Under certain conditions, people are gullible. Like when they are shown persuasive statistical evidence of something. I don’t know whether statistics make people gullible or if gullible people misinterpret statistical evidence.

The correlation coefficient is a statistical measure of the “goodness of fit.” How close does data set A match data set B? A correlation factor of +1 means they behave exactly the same way. If one is up 10% at a point then you could expect that the other is as well.

If -1 then they are perfectly unconnected. One goes up 10% the other goes down 10%.

At 0, the connection is random.

In some fields a correlation of two groups of data between .3 and .5 is considered moderate and anything over .8 is considered very strong.

The problems arise when we make an assessment that the strength of the correlation says something about causation. Assuming that correlation shows causation is a big, as in BIG, mistake.

The most you could say about highly correlated data sets is that perhaps there is a reason to look deeper. Perhaps there is a common motivator.

I know people who would argue that you cannot get very high correlations without some driving force. These people are “probability challenged.” Even very rare, and certainly unconnected events, can occur together. In theory, any correlation that is not prohibited will eventually occur.

As a test, suppose I could find two data sets with a correlation coefficient of .993. Very strongly correlated. Nearly perfect. There must be something that drives them to move together. Wrong!

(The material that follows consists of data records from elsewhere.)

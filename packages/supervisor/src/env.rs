// ABOUTME: Environment variable parsing utilities
// ABOUTME: Provides helper functions for parsing and validating environment variables

use std::str::FromStr;

/// Read and parse a variable, silently using `default` when it is unset or malformed
pub fn parse_env_or_default<T>(var_name: &str, default: T) -> T
where
    T: FromStr,
{
    std::env::var(var_name)
        .ok()
        .and_then(|v| v.trim().parse::<T>().ok())
        .unwrap_or(default)
}

/// Like [`parse_env_or_default`], but values rejected by `validator` also fall back.
///
/// A set-but-rejected value is logged so misconfiguration is visible.
pub fn parse_env_or_default_with_validation<T, F>(var_name: &str, default: T, validator: F) -> T
where
    T: FromStr + Copy + std::fmt::Display,
    F: Fn(T) -> bool,
{
    match std::env::var(var_name) {
        Ok(raw_value) => match raw_value.trim().parse::<T>() {
            Ok(parsed_value) if validator(parsed_value) => parsed_value,
            Ok(_) => {
                tracing::warn!(
                    "Environment variable {} has invalid value '{}', using default: {}",
                    var_name,
                    raw_value,
                    default
                );
                default
            }
            Err(_) => {
                tracing::warn!(
                    "Environment variable {} has unparseable value '{}', using default: {}",
                    var_name,
                    raw_value,
                    default
                );
                default
            }
        },
        Err(_) => default,
    }
}

/// Parse a boolean flag, accepting 1/0, true/false, yes/no and on/off
pub fn parse_env_flag(var_name: &str, default: bool) -> bool {
    match std::env::var(var_name) {
        Ok(raw) => match raw.trim().to_lowercase().as_str() {
            "1" | "true" | "yes" | "on" => true,
            "0" | "false" | "no" | "off" => false,
            _ => {
                tracing::warn!(
                    "Environment variable {} has unrecognized flag '{}', using default: {}",
                    var_name,
                    raw,
                    default
                );
                default
            }
        },
        Err(_) => default,
    }
}

/// Read a string variable, treating empty values as unset
pub fn env_string_or(var_name: &str, default: &str) -> String {
    std::env::var(var_name)
        .ok()
        .map(|v| v.trim().to_string())
        .filter(|v| !v.is_empty())
        .unwrap_or_else(|| default.to_string())
}

/// Split a comma separated list, dropping blank entries
pub fn split_list(raw: &str) -> Vec<String> {
    raw.split(',')
        .map(|s| s.trim().to_string())
        .filter(|s| !s.is_empty())
        .collect()
}

#[cfg(test)]
mod tests {
    use super::*;
    use serial_test::serial;

    #[test]
    #[serial]
    fn test_parse_env_or_default_not_set() {
        std::env::remove_var("NEXUS_TEST_VAR_NOT_SET");
        let result: u64 = parse_env_or_default("NEXUS_TEST_VAR_NOT_SET", 42);
        assert_eq!(result, 42);
    }

    #[test]
    #[serial]
    fn test_parse_env_or_default_invalid() {
        std::env::set_var("NEXUS_TEST_VAR_INVALID", "not_a_number");
        let result: u64 = parse_env_or_default("NEXUS_TEST_VAR_INVALID", 42);
        assert_eq!(result, 42);
        std::env::remove_var("NEXUS_TEST_VAR_INVALID");
    }

    #[test]
    #[serial]
    fn test_parse_env_with_validation_rejects_out_of_range() {
        std::env::set_var("NEXUS_TEST_VALIDATION", "50000");
        let result =
            parse_env_or_default_with_validation("NEXUS_TEST_VALIDATION", 200usize, |v| {
                (10..=10000).contains(&v)
            });
        assert_eq!(result, 200);

        std::env::set_var("NEXUS_TEST_VALIDATION", "500");
        let result =
            parse_env_or_default_with_validation("NEXUS_TEST_VALIDATION", 200usize, |v| {
                (10..=10000).contains(&v)
            });
        assert_eq!(result, 500);
        std::env::remove_var("NEXUS_TEST_VALIDATION");
    }

    #[test]
    #[serial]
    fn test_parse_env_flag_variants() {
        std::env::set_var("NEXUS_TEST_FLAG", "yes");
        assert!(parse_env_flag("NEXUS_TEST_FLAG", false));
        std::env::set_var("NEXUS_TEST_FLAG", "OFF");
        assert!(!parse_env_flag("NEXUS_TEST_FLAG", true));
        std::env::set_var("NEXUS_TEST_FLAG", "maybe");
        assert!(parse_env_flag("NEXUS_TEST_FLAG", true));
        std::env::remove_var("NEXUS_TEST_FLAG");
    }

    #[test]
    fn test_split_list() {
        assert_eq!(split_list("nexus, prover,,"), vec!["nexus", "prover"]);
        assert!(split_list("  ").is_empty());
    }
}
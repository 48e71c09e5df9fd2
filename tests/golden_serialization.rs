use lucky_fizzbuzz::report::{LookupPolicy, RangePolicy, ReportConfig, Reporter};
use lucky_fizzbuzz::types::{Bucket, Label, Range, ReportDocument, ReportFingerprint};
use serde_json::Value;

#[test]
fn golden_report_document() {
    let reporter = Reporter::default();
    let range = Range::new(1, 20);
    let doc = reporter.document(range).unwrap();

    let json_str = serde_json::to_string(&doc).unwrap();

    // Field order: range -> labels -> stats -> fingerprint -> generated_at
    let range_pos = json_str.find("\"range\":").unwrap();
    let labels_pos = json_str.find("\"labels\":").unwrap();
    let stats_pos = json_str.find("\"stats\":").unwrap();
    let fp_pos = json_str.find("\"fingerprint\":").unwrap();
    let at_pos = json_str.find("\"generated_at\":").unwrap();
    assert!(range_pos < labels_pos);
    assert!(labels_pos < stats_pos);
    assert!(stats_pos < fp_pos);
    assert!(fp_pos < at_pos);

    let parsed: Value = serde_json::from_str(&json_str).unwrap();
    assert_eq!(parsed["range"], serde_json::json!({"min": 1, "max": 20}));
    assert_eq!(parsed["labels"][0], "1");
    assert_eq!(parsed["labels"][2], "lucky");
    assert_eq!(parsed["labels"][14], "fizzbuzz");
    assert_eq!(parsed["labels"].as_array().unwrap().len(), 20);
    assert_eq!(
        parsed["stats"],
        serde_json::json!({"buzz": 3, "fizz": 4, "fizzbuzz": 1, "integer": 10, "lucky": 2})
    );

    let expected_fp = ReportFingerprint::from_content(reporter.report(range).unwrap().as_bytes());
    assert_eq!(parsed["fingerprint"], expected_fp.as_str());
    assert!(expected_fp.as_str().starts_with("sha256:"));
    assert_eq!(expected_fp.as_str().len(), "sha256:".len() + 64);
}

#[test]
fn report_document_deserializes() {
    let reporter = Reporter::default();
    let json = reporter.document_json(Range::new(1, 20)).unwrap();
    let doc: ReportDocument = serde_json::from_str(&json).unwrap();

    assert_eq!(doc.range, Range::new(1, 20));
    assert_eq!(doc.labels[4], Label::Buzz);
    assert_eq!(doc.labels[6], Label::Number(7));
    assert_eq!(doc.stats.get("integer"), Ok(10));
}

#[test]
fn labels_reject_unknown_text() {
    let result: Result<Label, _> = serde_json::from_str("\"wobble\"");
    assert!(result.is_err());
    let label: Label = serde_json::from_str("\"-12\"").unwrap();
    assert_eq!(label, Label::Number(-12));
}

#[test]
fn buckets_serialize_lowercase() {
    let json = serde_json::to_string(&Bucket::REPORT_ORDER).unwrap();
    assert_eq!(json, r#"["fizz","buzz","fizzbuzz","lucky","integer"]"#);
}

#[test]
fn golden_config_serialization() {
    let json = serde_json::to_string(&ReportConfig::v0()).unwrap();
    assert_eq!(json, r#"{"lookup":"strict","range":"permissive","separator":" "}"#);

    let config: ReportConfig = serde_json::from_str(r#"{"lookup":"zero_fill"}"#).unwrap();
    assert_eq!(config.lookup, LookupPolicy::ZeroFill);
    assert_eq!(config.range, RangePolicy::Permissive);
    assert_eq!(config.separator, " ");

    let config: ReportConfig = serde_json::from_str("{}").unwrap();
    assert_eq!(config, ReportConfig::default());
}
use crate::classify::{Classifier, LuckyFizzBuzz};
use crate::types::label::Label;
use crate::types::range::Range;

/// Applies a classifier across an inclusive range, in order.
pub struct RangeGenerator<C> {
    classifier: C,
}

impl Default for RangeGenerator<LuckyFizzBuzz> {
    fn default() -> Self {
        Self {
            classifier: LuckyFizzBuzz,
        }
    }
}

impl<C> RangeGenerator<C>
where
    C: Classifier,
{
    pub fn new(classifier: C) -> Self {
        Self { classifier }
    }

    pub fn classifier(&self) -> &C {
        &self.classifier
    }

    /// One label per integer in `range`, `min` first. Empty for an inverted range.
    pub fn generate(&self, range: Range) -> Vec<Label> {
        log::trace!("generating labels for [{}, {}]", range.min(), range.max());
        range.iter().map(|n| self.classifier.classify(n)).collect()
    }

    /// Labels from [`generate`](Self::generate) joined by `separator`.
    pub fn render_with(&self, range: Range, separator: &str) -> String {
        join(&self.generate(range), separator)
    }

    pub fn render(&self, range: Range) -> String {
        self.render_with(range, " ")
    }
}

pub(crate) fn join<T: ToString>(items: &[T], separator: &str) -> String {
    items
        .iter()
        .map(|item| item.to_string())
        .collect::<Vec<_>>()
        .join(separator)
}
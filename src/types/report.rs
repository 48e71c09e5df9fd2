use chrono::{DateTime, Utc};
use serde::{Deserialize, Serialize};
use sha2::{Digest, Sha256};

use crate::stats::{LookupError, StatsTable};
use crate::types::label::Label;
use crate::types::range::Range;

/// Content hash of a rendered report.
#[derive(Debug, Clone, PartialEq, Eq, Hash, Serialize, Deserialize)]
#[serde(transparent)]
pub struct ReportFingerprint(String);

impl ReportFingerprint {
    pub fn from_content(content: &[u8]) -> Self {
        let mut hasher = Sha256::new();
        hasher.update(content);

        let hash = hasher.finalize();
        let hex = hex::encode(hash);

        ReportFingerprint(format!("sha256:{hex}"))
    }

    pub fn as_str(&self) -> &str {
        &self.0
    }
}

/// Structured form of a report.
/// Fully self-contained and serializable.
#[derive(Debug, Clone, Serialize, Deserialize)]
pub struct ReportDocument {
    pub range: Range,
    pub labels: Vec<Label>,
    pub stats: StatsTable,
    /// Hash of the rendered report text. Does not cover `generated_at`.
    pub fingerprint: ReportFingerprint,
    pub generated_at: DateTime<Utc>, // informational only
}

#[derive(Debug, thiserror::Error)]
pub enum ReportError {
    #[error(transparent)]
    Lookup(#[from] LookupError),

    #[error("Invalid range: min {min} is greater than max {max}")]
    InvalidRange { min: i64, max: i64 },

    #[error("Serialization error: {0}")]
    Serialization(#[from] serde_json::Error),
}
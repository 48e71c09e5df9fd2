use std::collections::BTreeMap;

use serde::{Deserialize, Serialize};
use thiserror::Error;

#[derive(Debug, Error, PartialEq, Eq)]
pub enum LookupError {
    #[error("No occurrences recorded for bucket: {0}")]
    MissingBucket(String),
}

/// Occurrence counts keyed by bucket name.
///
/// Buckets that never occurred are absent rather than zero.
#[derive(Debug, Clone, PartialEq, Eq, Default, Serialize, Deserialize)]
#[serde(transparent)]
pub struct StatsTable {
    counts: BTreeMap<String, usize>,
}

impl StatsTable {
    pub(crate) fn from_counts(counts: BTreeMap<String, usize>) -> Self {
        Self { counts }
    }

    pub fn get(&self, key: &str) -> Result<usize, LookupError> {
        self.counts
            .get(key)
            .copied()
            .ok_or_else(|| LookupError::MissingBucket(key.to_string()))
    }

    pub fn count_or_zero(&self, key: &str) -> usize {
        self.counts.get(key).copied().unwrap_or(0)
    }

    pub fn contains(&self, key: &str) -> bool {
        self.counts.contains_key(key)
    }

    /// Sum of all bucket counts.
    pub fn total(&self) -> usize {
        self.counts.values().sum()
    }

    pub fn len(&self) -> usize {
        self.counts.len()
    }

    pub fn is_empty(&self) -> bool {
        self.counts.is_empty()
    }

    pub fn iter(&self) -> impl Iterator<Item = (&str, usize)> {
        self.counts.iter().map(|(k, v)| (k.as_str(), *v))
    }
}

/// Format a single stat as `"<key>: <count>"`.
pub fn format_stat(table: &StatsTable, key: &str) -> Result<String, LookupError> {
    let count = table.get(key)?;
    Ok(format!("{key}: {count}"))
}
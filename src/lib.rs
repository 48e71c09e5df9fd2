//! Deterministic lucky/fizz/buzz classification of integer ranges.
//!
//! `lucky-fizzbuzz` classifies each integer in an inclusive range, renders the
//! labels as a space-joined string and can append an occurrence report for the
//! `fizz`, `buzz`, `fizzbuzz`, `lucky` and `integer` buckets. Every operation
//! is a pure function of its inputs.
//!
//! ```
//! assert_eq!(lucky_fizzbuzz::render(1, 6), "1 2 lucky 4 buzz fizz");
//! ```

pub mod classify;
pub mod generate;
pub mod report;
pub mod stats;
pub mod types;

pub use classify::classify;
pub use report::{render, report};
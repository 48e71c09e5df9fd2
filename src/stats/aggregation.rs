use std::collections::BTreeMap;

use crate::stats::table::StatsTable;
use crate::types::label::{Label, INTEGER};

/// Count label occurrences.
///
/// Numeric labels all land in the `integer` bucket. Anything else is counted
/// under its own literal text, so unknown labels get their own buckets.
pub fn aggregate<I, S>(labels: I) -> StatsTable
where
    I: IntoIterator<Item = S>,
    S: AsRef<str>,
{
    let mut counts: BTreeMap<String, usize> = BTreeMap::new();
    let mut seen = 0usize;

    for label in labels {
        let label = label.as_ref();
        let key = if is_numeric(label) { INTEGER } else { label };
        *counts.entry(key.to_string()).or_insert(0) += 1;
        seen += 1;
    }

    let table = StatsTable::from_counts(counts);
    debug_assert_eq!(table.total(), seen);
    log::debug!(
        "aggregated {seen} labels into {} buckets",
        table.len()
    );
    table
}

impl StatsTable {
    pub fn from_labels(labels: &[Label]) -> Self {
        aggregate(labels.iter().map(Label::to_string))
    }
}

/// Optional sign followed by at least one ASCII digit.
pub fn is_numeric(s: &str) -> bool {
    let digits = s.strip_prefix(|c: char| c == '+' || c == '-').unwrap_or(s);
    !digits.is_empty() && digits.bytes().all(|b| b.is_ascii_digit())
}
use std::io::IsTerminal;
use std::path::{Path, PathBuf};
use std::sync::Arc;
use std::time::{Duration, Instant};

use anyhow::Context;
use jtr_executor::{select_run_config, ConfigSelection, Dispatcher, ResultStore, RunOutcome};
use jtr_output::{format_failure, format_result_line, format_summary, ColorProvider, RunSummary};
use jtr_protocol::{ProgressEvent, ResultDetail, TestIdentity, TestItem, TestResult};
use jtr_runner::{Notifier, SessionEnv};
use jtr_utils::exit::ExitCode;
use tokio::sync::mpsc;

use crate::args::ColorChoice;
use crate::collaborators::{ConfiguredClasspath, LocalDebugger, StderrNotifier};
use crate::jtr_config::{jtr_config_filepath, read_jtr_config, JtrConfig};

pub struct RunArgs {
    pub tests: PathBuf,
    pub config: Option<PathBuf>,
    pub config_name: Option<String>,
    pub debug: bool,
    pub color: ColorChoice,
}

fn load_config(path: Option<PathBuf>) -> anyhow::Result<JtrConfig> {
    let path = match path {
        Some(path) => path,
        None => jtr_config_filepath()?,
    };
    tracing::debug!(path = %path.display(), "reading configuration");
    read_jtr_config(&path)
}

fn read_tests(path: &Path) -> anyhow::Result<Vec<TestItem>> {
    let json = std::fs::read_to_string(path)
        .with_context(|| format!("failed to read tests from {}", path.display()))?;
    serde_json::from_str(&json).with_context(|| format!("invalid tests file {}", path.display()))
}

fn colors(choice: ColorChoice) -> &'static ColorProvider {
    let use_color = match choice {
        ColorChoice::Auto => std::io::stdout().is_terminal(),
        ColorChoice::Always => true,
        ColorChoice::Never => false,
    };
    ColorProvider::new(use_color)
}

pub async fn run_tests(args: RunArgs) -> anyhow::Result<ExitCode> {
    let config = load_config(args.config)?;
    let tests = read_tests(&args.tests)?;
    let colors = colors(args.color);
    let notifier = Arc::new(StderrNotifier);

    let selection = match args.config_name {
        Some(name) => ConfigSelection::Named(name),
        None => ConfigSelection::Default,
    };
    let run_config = select_run_config(
        &config.run_config_sets(),
        &selection,
        args.debug,
        notifier.as_ref(),
    )?;

    let classpath = ConfiguredClasspath {
        default: config.classpath.clone(),
        projects: config.project_classpaths(),
    };
    let (progress_tx, mut progress_rx) = mpsc::unbounded_channel();
    let env = SessionEnv::new(
        config.java_home()?,
        &config.runner_jar,
        config.storage_root()?,
        Arc::new(classpath),
    )
    .with_debugger(Arc::new(LocalDebugger))
    .with_progress(progress_tx);
    let dispatcher = Dispatcher::new(env, ResultStore::new()).with_notifier(notifier.clone());

    let start = Instant::now();
    let run = dispatcher.run(&tests, args.debug, run_config.as_ref());
    tokio::pin!(run);
    let ctrl_c = tokio::signal::ctrl_c();
    tokio::pin!(ctrl_c);
    let mut interrupted = false;
    let mut finished = vec![];

    let outcome = loop {
        tokio::select! {
            outcome = &mut run => break outcome,
            Some(event) = progress_rx.recv() => finished.extend(print_progress(event, colors)),
            _ = &mut ctrl_c, if !interrupted => {
                interrupted = true;
                notifier.info("Cancelling the test run...");
                dispatcher.cancel();
            }
        }
    };
    while let Ok(event) = progress_rx.try_recv() {
        finished.extend(print_progress(event, colors));
    }

    let results = match outcome {
        Ok(RunOutcome::Completed(results)) => results,
        Ok(RunOutcome::Rejected) => anyhow::bail!("another test run is in progress"),
        Err(error) => {
            // Groups before the failing one, and whatever the failing runner reported.
            let partial: Vec<_> = finished
                .into_iter()
                .filter_map(|identity| {
                    let detail = dispatcher.store().get(&identity.source_uri, &identity)?;
                    Some(TestResult { identity, detail })
                })
                .collect();
            print_report(&partial, start.elapsed(), colors);
            eprintln!("error: {:#}", anyhow::Error::new(error));
            return Ok(ExitCode::JTR_ERROR);
        }
    };

    let summary = print_report(&results, start.elapsed(), colors);
    if interrupted {
        return Ok(ExitCode::FAILURE);
    }
    Ok(summary.exit_code())
}

/// Prints the failures of `results` in full, then the summary line.
fn print_report(results: &[TestResult], elapsed: Duration, colors: &ColorProvider) -> RunSummary {
    let failures: Vec<_> = results
        .iter()
        .filter_map(|result| format_failure(result, colors))
        .collect();
    if !failures.is_empty() {
        println!();
        for failure in failures {
            print!("{failure}");
        }
    }

    let summary = RunSummary::new(results);
    println!();
    print!("{}", format_summary(&summary, elapsed, colors));
    summary
}

/// Returns the identity of a test that finished.
fn print_progress(event: ProgressEvent, colors: &ColorProvider) -> Option<TestIdentity> {
    match event {
        ProgressEvent::Finished(identity, status) => {
            let result = TestResult {
                identity,
                detail: ResultDetail::with_status(status),
            };
            println!("{}", format_result_line(&result, colors));
            Some(result.identity)
        }
        ProgressEvent::Started(identity) => {
            tracing::debug!(test = %identity.full_name(), "test started");
            None
        }
        ProgressEvent::Failure { .. } => None,
    }
}

/// Reports every problem with the configuration file at once.
pub fn check_config(path: Option<PathBuf>) -> anyhow::Result<ExitCode> {
    let config = load_config(path)?;
    let mut problems = vec![];

    match config.java_home() {
        Ok(java_home) => {
            let java = java_home.join("bin").join("java");
            if !java.exists() {
                problems.push(format!("no java executable at {}", java.display()));
            }
        }
        Err(error) => problems.push(error.to_string()),
    }
    if !config.runner_jar.is_file() {
        problems.push(format!(
            "test runner {} does not exist",
            config.runner_jar.display()
        ));
    }

    let sets = config.run_config_sets();
    for set in &sets {
        let root = set
            .root
            .as_deref()
            .map_or_else(|| "(this project)".to_owned(), |root| root.display().to_string());
        for (mode, configs) in [("run", &set.run), ("debug", &set.debug)] {
            if configs.is_empty() {
                continue;
            }
            println!("{mode} configurations of {root}:");
            for run_config in configs {
                let marker = if run_config.default { " (default)" } else { "" };
                println!("    {}{marker}", run_config.name);
            }
        }
    }
    let notifier = StderrNotifier;
    for is_debug in [false, true] {
        let selected = select_run_config(&sets, &ConfigSelection::Default, is_debug, &notifier);
        if let Err(error) = selected {
            problems.push(error.to_string());
        }
    }

    if problems.is_empty() {
        println!("configuration is valid");
        return Ok(ExitCode::SUCCESS);
    }
    for problem in problems {
        notifier.warn(&problem);
    }
    Ok(ExitCode::JTR_ERROR)
}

- For the 10 years from 2000 to 2009, that .993 is the correlation of the number of divorces in Maine with US per capita consumption of margarine.
- Maybe you can find the common driving force of a .947 correlation between per capita consumption of cheese and the number of people who die by becoming tangled in their bed sheets. The correlation between such deaths and skiing facility revenue is higher still.
- There is a weaker but still strong correlation of .666 (curious coincidence) between the number of people who die by falling into a swimming pool and the number of films where Nicolas Cage appears.
- The number of lawyers in Ohio is strongly correlated .51 with banana prices and very strongly negatively correlated -.89 with per capita consumption of high fructose corn syrup.

Clearly statistical correlation “evidence” is not to be taken as conclusive.

You will be wise to take any statistic with a dose of skepticism. As you know 42.3% of all published statistics have been manufactured on the spot. 🙂

Statistics can help you focus your attention, but they do not provide proof of anything. Be cautious.

The correlation statistics above come from Spurious Connections at tylervigen.com If you were not a statistical skeptic before you go there, you will be when you leave.